I sent my dog to jail. And not doggie jail either, he went to the big house for four weeks, bunked with an inmate, and come home a changed dog. Though it sounds like a canine version of Scared Straight, it’s not. This is an awesome program that helps dog owners, dogs, inmates, and the prison system. Let me explain.

Two years ago, my dog was crazy and we were at our wit’s end. We heard about a program offered by Colorado Correctional Industries that sends dogs to prisons all over the state of Colorado. The K-9 Prison Trained Companion Program costs $450 for four weeks of boarding and training—or around $15 per day. A price that I consider crazy low since it would cost more than that to board your dog for that long at a kennel. In addition, the dogs are trained literally 24 hours a day, 7 days a week.

In jail, Buddy learned his basic manners and even a cute trick (which he has subsequently forgotten). The inmates, in turn, get a chance to learn new skills, improve self-esteem, and earn a salary that is based on his or her work performance. Participating inmates are also able to earn vocational certification in Canine Behavior Modification. Their Web site doesn’t mention this part, but I also think the inmates really benefit from the unconditional love the dogs provide.

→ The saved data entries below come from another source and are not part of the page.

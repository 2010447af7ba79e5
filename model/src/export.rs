use geojson::{FeatureCollection, GeoJson};
use serde_json::Value;

use crate::{Feature, RawGeometry};

/// Exports a visible subset as a GeoJSON FeatureCollection: geometry passed
/// through as stored, properties flattened from the layer record.
pub fn to_geojson(features: &[&Feature]) -> GeoJson {
    let mut out = Vec::new();
    for feature in features {
        out.push(geojson::Feature {
            bbox: None,
            geometry: geometry(&feature.geometry),
            id: None,
            properties: properties(feature),
            foreign_members: None,
        });
    }
    GeoJson::FeatureCollection(FeatureCollection {
        features: out,
        bbox: None,
        foreign_members: None,
    })
}

fn geometry(raw: &RawGeometry) -> Option<geojson::Geometry> {
    let geometry_type = raw.geometry_type.clone()?;
    let coordinates = raw.coordinates.clone()?;
    serde_json::from_value(serde_json::json!({
        "type": geometry_type,
        "coordinates": coordinates,
    }))
    .ok()
}

fn properties(feature: &Feature) -> Option<geojson::JsonObject> {
    match serde_json::to_value(&feature.props) {
        Ok(Value::Object(obj)) => Some(obj),
        _ => None,
    }
}
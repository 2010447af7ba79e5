use serde::{Deserialize, Serialize};
use serde_json::Value;

/// One drawable point, in the order the map canvas wants it.
#[derive(Clone, Copy, Debug, PartialEq)]
pub struct LatLng {
    pub lat: f64,
    pub lng: f64,
}

impl LatLng {
    pub fn new(lat: f64, lng: f64) -> Self {
        Self { lat, lng }
    }
}

/// Geometry exactly as it appears in a layer record: a type tag and a nested
/// `[lng, lat]` coordinate array. The nesting depth depends on the type, and
/// upstream data is messy enough that we only interpret it when drawing.
#[derive(Clone, Debug, Default, Serialize, Deserialize)]
pub struct RawGeometry {
    #[serde(default)]
    pub geometry_type: Option<String>,
    #[serde(default)]
    pub coordinates: Option<Value>,
}

impl RawGeometry {
    pub fn new(geometry_type: &str, coordinates: Value) -> Self {
        Self {
            geometry_type: Some(geometry_type.to_string()),
            coordinates: Some(coordinates),
        }
    }

    pub fn is_polygonal(&self) -> bool {
        matches!(
            self.geometry_type.as_deref(),
            Some("Polygon") | Some("MultiPolygon")
        )
    }
}

/// Flattens a record's geometry into the list of paths to draw.
///
/// Polygons contribute their outer ring only; holes are not rendered.
/// Anything unsupported or malformed is skipped without failing the rest of
/// the layer.
pub fn normalize(geometry: &RawGeometry) -> Vec<Vec<LatLng>> {
    let coordinates = match geometry.coordinates {
        Some(ref value) => value,
        None => return Vec::new(),
    };
    match geometry.geometry_type.as_deref() {
        Some("LineString") => parse_path(coordinates).into_iter().collect(),
        Some("MultiLineString") => parse_paths(coordinates),
        Some("Polygon") => outer_ring(coordinates).into_iter().collect(),
        Some("MultiPolygon") => match coordinates.as_array() {
            Some(polygons) => polygons.iter().filter_map(outer_ring).collect(),
            None => Vec::new(),
        },
        _ => Vec::new(),
    }
}

pub(crate) fn parse_position(value: &Value) -> Option<LatLng> {
    let pair = value.as_array()?;
    if pair.len() < 2 {
        return None;
    }
    // Stored [lng, lat], drawn {lat, lng}
    let lng = pair[0].as_f64()?;
    let lat = pair[1].as_f64()?;
    Some(LatLng { lat, lng })
}

fn parse_path(value: &Value) -> Option<Vec<LatLng>> {
    let positions = value.as_array()?;
    if positions.is_empty() {
        return None;
    }
    let mut path = Vec::with_capacity(positions.len());
    for position in positions {
        path.push(parse_position(position)?);
    }
    Some(path)
}

fn parse_paths(value: &Value) -> Vec<Vec<LatLng>> {
    match value.as_array() {
        Some(segments) => segments.iter().filter_map(parse_path).collect(),
        None => Vec::new(),
    }
}

fn outer_ring(value: &Value) -> Option<Vec<LatLng>> {
    parse_path(value.as_array()?.first()?)
}
impl Viewer {
    pub fn new() -> Self {
        let mut store = LayerStore::new();
        // Suggestions are injected by the AI panel, never fetched
        store.insert(LayerName::AiSuggested, Vec::new());

        let views = LayerName::ALL
            .iter()
            .map(|name| {
                (
                    *name,
                    LayerView {
                        state: LayerState::Hidden,
                        drawn: Vec::new(),
                    },
                )
            })
            .collect();
        Self {
            store,
            filters: FilterState::new(),
            views,
        }
    }

    pub fn layer_state(&self, layer: LayerName) -> LayerState {
        self.views[&layer].state
    }

    pub fn drawn_count(&self, layer: LayerName) -> usize {
        self.views[&layer].drawn.len()
    }

    pub fn primitive_id(&self, layer: LayerName, primitive: usize) -> Option<PrimitiveId> {
        Some(self.views[&layer].drawn.get(primitive)?.id)
    }

    pub fn filters(&self) -> &FilterState {
        &self.filters
    }

    /// Single entry point for a layer toggle. Returns the fetch the shell
    /// must run for a first-time show; a toggle-on while that fetch is still
    /// outstanding joins it rather than starting a duplicate.
    pub fn set_visible(
        &mut self,
        canvas: &mut dyn Canvas,
        layer: LayerName,
        visible: bool,
    ) -> Option<FetchRequest> {
        match (visible, self.views[&layer].state) {
            (true, LayerState::Hidden) => {
                if !self.store.is_loaded(layer) {
                    self.view_mut(layer).state = LayerState::Loading;
                    return Some(FetchRequest { layer });
                }
                self.view_mut(layer).state = LayerState::Visible;
                if self.views[&layer].drawn.is_empty() {
                    self.draw_layer(canvas, layer);
                } else {
                    // Already drawn once; just re-show
                    for primitive in &self.views[&layer].drawn {
                        canvas.set_attached(primitive.id, true);
                    }
                }
                None
            }
            (false, LayerState::Visible) => {
                // Detach but keep the primitives for a cheap re-show
                for primitive in &self.views[&layer].drawn {
                    canvas.set_attached(primitive.id, false);
                }
                self.view_mut(layer).state = LayerState::Hidden;
                None
            }
            (false, LayerState::Loading) => {
                // The fetch result will be cached but not drawn
                self.view_mut(layer).state = LayerState::Hidden;
                None
            }
            _ => None,
        }
    }

    /// Fetch results come back through here. The visible subset is computed
    /// from the filter state *now*, not whatever it was when the fetch
    /// started, and nothing is drawn if the layer was hidden in the
    /// meantime.
    pub fn on_fetch_complete(
        &mut self,
        canvas: &mut dyn Canvas,
        layer: LayerName,
        result: Result<Vec<Feature>>,
    ) {
        match result {
            Ok(features) => {
                info!("Loaded {} features for {layer}", features.len());
                self.store.insert(layer, features);
                if self.views[&layer].state == LayerState::Loading {
                    self.view_mut(layer).state = LayerState::Visible;
                    self.draw_layer(canvas, layer);
                }
            }
            Err(err) => {
                // The layer stays unloaded, so re-toggling retries
                error!("Loading {layer} failed: {err}");
                if self.views[&layer].state == LayerState::Loading {
                    self.view_mut(layer).state = LayerState::Hidden;
                }
            }
        }
    }

    /// Full clear-and-redraw of the filtered layers. Fine for a few hundred
    /// static features; revisit with keyed diffing if the datasets grow.
    pub fn on_filter_change(&mut self, canvas: &mut dyn Canvas, filters: FilterState) {
        self.filters = filters;
        for layer in [LayerName::Routes, LayerName::Stations] {
            if self.views[&layer].state == LayerState::Visible {
                self.draw_layer(canvas, layer);
            } else {
                // A detached cache drawn under the old filters would come
                // back stale on the next show; drop it so the show redraws
                for primitive in self.view_mut(layer).drawn.drain(..) {
                    canvas.remove(primitive.id);
                }
            }
        }
    }

    /// Replaces the suggestion layer and shows it.
    pub fn apply_suggestions(&mut self, canvas: &mut dyn Canvas, suggestions: &[SuggestedRoute]) {
        let features = suggestions
            .iter()
            .map(|s| {
                model::suggested_route(
                    s.name.clone(),
                    s.summary.clone(),
                    LatLng::new(s.start[0], s.start[1]),
                    LatLng::new(s.end[0], s.end[1]),
                )
            })
            .collect();
        self.store.insert(LayerName::AiSuggested, features);
        self.view_mut(LayerName::AiSuggested).state = LayerState::Visible;
        self.draw_layer(canvas, LayerName::AiSuggested);
    }

    /// Opens an info popup for a drawn primitive, anchored wherever the
    /// click landed. Popups stack; nothing auto-closes the previous one.
    pub fn on_click(
        &self,
        canvas: &mut dyn Canvas,
        layer: LayerName,
        primitive: usize,
        anchor: LatLng,
    ) -> bool {
        let primitive = match self.views[&layer].drawn.get(primitive) {
            Some(x) => x,
            None => return false,
        };
        let feature = match self
            .store
            .get(layer)
            .and_then(|l| l.features.get(primitive.feature))
        {
            Some(x) => x,
            None => return false,
        };
        canvas.open_popup(anchor, describe::feature(feature));
        true
    }

    /// Everything currently on the canvas, for export.
    pub fn visible_features(&self) -> Vec<&Feature> {
        let mut features = Vec::new();
        for layer in LayerName::ALL {
            if self.views[&layer].state != LayerState::Visible {
                continue;
            }
            if let Some(data) = self.store.get(layer) {
                features.extend(compute_visible(data, &self.filters));
            }
        }
        features
    }

    pub fn map_context(&self) -> MapContext {
        MapContext {
            show_routes: self.toggled_on(LayerName::Routes),
            show_bottlenecks: self.toggled_on(LayerName::Bottlenecks),
            show_low_income: self.toggled_on(LayerName::LowIncome),
            active_route_types: self.filters.active_route_types(),
        }
    }

    fn toggled_on(&self, layer: LayerName) -> bool {
        self.views[&layer].state != LayerState::Hidden
    }

    fn view_mut(&mut self, layer: LayerName) -> &mut LayerView {
        self.views.get_mut(&layer).unwrap()
    }

    fn draw_layer(&mut self, canvas: &mut dyn Canvas, layer: LayerName) {
        // Clear-before-draw, always
        for primitive in self.view_mut(layer).drawn.drain(..) {
            canvas.remove(primitive.id);
        }

        let data = match self.store.get(layer) {
            Some(x) => x,
            None => return,
        };
        let mut drawn = Vec::new();
        for (idx, feature) in data.features.iter().enumerate() {
            if !feature_visible(feature, &self.filters) {
                continue;
            }
            if let Props::Station(ref station) = feature.props {
                if let Some(position) = station.position() {
                    let id = canvas.add_marker(position, style::marker_color(station));
                    drawn.push(DrawnPrimitive { id, feature: idx });
                }
                continue;
            }
            let path_style = style::path_style(feature);
            for path in normalize(&feature.geometry) {
                let id = if feature.geometry.is_polygonal() {
                    canvas.add_polygon(&path, &path_style)
                } else {
                    canvas.add_polyline(&path, &path_style)
                };
                drawn.push(DrawnPrimitive { id, feature: idx });
            }
        }
        self.view_mut(layer).drawn = drawn;
    }
}
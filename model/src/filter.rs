use std::collections::BTreeSet;
use std::str::FromStr;

use anyhow::Result;

use crate::{Feature, Layer, Props, StationProps};

pub const ROUTE_TYPE_CODES: [&str; 6] = ["0", "1", "2", "3", "4", "5"];

/// The current filter selection. Filtering is a pure function of
/// (layer, filter state); the same inputs always yield the same subset, in
/// the layer's insertion order.
#[derive(Clone, Debug, PartialEq)]
pub struct FilterState {
    /// Enabled route-type codes. An empty set hides every route.
    pub route_types: BTreeSet<String>,
    /// Case-insensitive substring match against names.
    pub name_search: String,
    pub mode: Option<Mode>,
    pub state: Option<String>,
}

impl FilterState {
    pub fn new() -> Self {
        Self {
            route_types: ROUTE_TYPE_CODES.iter().map(|x| x.to_string()).collect(),
            name_search: String::new(),
            mode: None,
            state: None,
        }
    }

    /// The enabled codes joined for the AI endpoints' map context.
    pub fn active_route_types(&self) -> String {
        self.route_types
            .iter()
            .map(|x| x.as_str())
            .collect::<Vec<_>>()
            .join(",")
    }
}

#[derive(Clone, Copy, Debug, PartialEq, Eq)]
pub enum Mode {
    Bus,
    Air,
    Rail,
    Ferry,
    Bike,
}

impl Mode {
    fn flag(self, station: &StationProps) -> i64 {
        match self {
            Mode::Bus => station.mode_bus,
            Mode::Air => station.mode_air,
            Mode::Rail => station.mode_rail,
            Mode::Ferry => station.mode_ferry,
            Mode::Bike => station.mode_bike,
        }
    }
}

impl FromStr for Mode {
    type Err = anyhow::Error;

    fn from_str(x: &str) -> Result<Self> {
        match x.to_lowercase().as_str() {
            "bus" => Ok(Mode::Bus),
            "air" => Ok(Mode::Air),
            "rail" => Ok(Mode::Rail),
            "ferry" => Ok(Mode::Ferry),
            "bike" => Ok(Mode::Bike),
            _ => bail!("unknown mode {x}"),
        }
    }
}

/// The visible subset of a layer, in the layer's own order.
pub fn compute_visible<'a>(layer: &'a Layer, filter: &FilterState) -> Vec<&'a Feature> {
    layer
        .features
        .iter()
        .filter(|f| feature_visible(f, filter))
        .collect()
}

pub fn feature_visible(feature: &Feature, filter: &FilterState) -> bool {
    match feature.props {
        Props::Route(ref route) => {
            let code = match route.route_type {
                Some(ref x) => x.as_str(),
                None => return false,
            };
            if !filter.route_types.contains(code) {
                return false;
            }
            name_matches(
                &filter.name_search,
                [&route.route_short_name, &route.route_long_name],
            )
        }
        Props::Station(ref station) => {
            if let Some(ref state) = filter.state {
                if station.state.as_deref() != Some(state.to_uppercase().as_str()) {
                    return false;
                }
            }
            if let Some(mode) = filter.mode {
                if mode.flag(station) != 1 {
                    return false;
                }
            }
            name_matches(&filter.name_search, [&station.fac_name, &None])
        }
        // Bottlenecks, tracts and suggestions show in full whenever their
        // layer is on
        _ => true,
    }
}

fn name_matches(search: &str, names: [&Option<String>; 2]) -> bool {
    if search.is_empty() {
        return true;
    }
    let needle = search.to_lowercase();
    names
        .iter()
        .any(|name| match name {
            Some(x) => x.to_lowercase().contains(&needle),
            None => false,
        })
}

#[cfg(test)]
mod tests {
    use std::collections::BTreeSet;

    use serde_json::json;

    use super::{compute_visible, FilterState, Mode};
    use crate::layers::{RouteProps, StationProps};
    use crate::{Feature, Layer, LayerName, Props, RawGeometry};

    fn route(name: &str, route_type: &str) -> Feature {
        Feature {
            geometry: RawGeometry::new("LineString", json!([[0, 0], [1, 1]])),
            props: Props::Route(RouteProps {
                route_id: Some(name.to_string()),
                route_short_name: Some(name.to_string()),
                route_long_name: None,
                route_type: Some(route_type.to_string()),
            }),
        }
    }

    fn routes_layer(features: Vec<Feature>) -> Layer {
        Layer {
            name: LayerName::Routes,
            features,
        }
    }

    fn only(codes: &[&str]) -> FilterState {
        FilterState {
            route_types: codes.iter().map(|x| x.to_string()).collect(),
            ..FilterState::new()
        }
    }

    #[test]
    fn empty_enabled_set_means_empty_result() {
        let layer = routes_layer(vec![route("A", "1"), route("B", "2")]);
        let filter = FilterState {
            route_types: BTreeSet::new(),
            ..FilterState::new()
        };
        assert!(compute_visible(&layer, &filter).is_empty());
    }

    #[test]
    fn route_type_is_compared_in_string_form() {
        let layer = routes_layer(vec![route("A", "1")]);
        assert!(compute_visible(&layer, &only(&["2"])).is_empty());
        assert_eq!(compute_visible(&layer, &only(&["1"])).len(), 1);
    }

    #[test]
    fn name_search_is_and_combined_and_case_insensitive() {
        let layer = routes_layer(vec![route("Fresno Express", "1"), route("Coastal", "1")]);
        let filter = FilterState {
            name_search: "fresno".to_string(),
            ..only(&["1"])
        };
        let visible = compute_visible(&layer, &filter);
        assert_eq!(visible.len(), 1);

        // Matching name, but the type is disabled
        let filter = FilterState {
            name_search: "fresno".to_string(),
            ..only(&["2"])
        };
        assert!(compute_visible(&layer, &filter).is_empty());
    }

    #[test]
    fn preserves_layer_order() {
        let layer = routes_layer(vec![route("C", "1"), route("A", "1"), route("B", "1")]);
        let visible = compute_visible(&layer, &FilterState::new());
        let names: Vec<_> = visible
            .iter()
            .map(|f| match f.props {
                Props::Route(ref r) => r.route_short_name.clone().unwrap(),
                _ => unreachable!(),
            })
            .collect();
        assert_eq!(names, vec!["C", "A", "B"]);
    }

    fn station(name: &str, state: &str, bus: i64) -> Feature {
        Feature {
            geometry: RawGeometry::default(),
            props: Props::Station(StationProps {
                station_id: None,
                fac_name: Some(name.to_string()),
                address: None,
                city: None,
                state: Some(state.to_string()),
                zipcode: None,
                longitude: Some(-119.0),
                latitude: Some(36.0),
                mode_type: None,
                mode_bus: bus,
                mode_air: 0,
                mode_rail: 0,
                mode_ferry: 0,
                mode_bike: 0,
                website: None,
                notes: None,
            }),
        }
    }

    #[test]
    fn stations_filter_by_state_and_mode() {
        let layer = Layer {
            name: LayerName::Stations,
            features: vec![
                station("Fresno", "CA", 1),
                station("Reno", "NV", 1),
                station("Oakland Ferry", "CA", 0),
            ],
        };

        let filter = FilterState {
            state: Some("ca".to_string()),
            ..FilterState::new()
        };
        assert_eq!(compute_visible(&layer, &filter).len(), 2);

        let filter = FilterState {
            state: Some("CA".to_string()),
            mode: Some(Mode::Bus),
            ..FilterState::new()
        };
        assert_eq!(compute_visible(&layer, &filter).len(), 1);
    }
}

One of the other benefits of the K-9 Prison Trained Companion Program is that, as a gradate of the training program, Buddy is welcome back anytime (with appointment) for boarding and refresher training for a mere $200 for two weeks. We schedule refersher training during a time that we would have to board Buddy anyway, so the $14 per day saves us quite a bit of money (it is well below the average per day boarding costs of $25 to $50) PLUS he gets retrained.

But the very best part is Beckett.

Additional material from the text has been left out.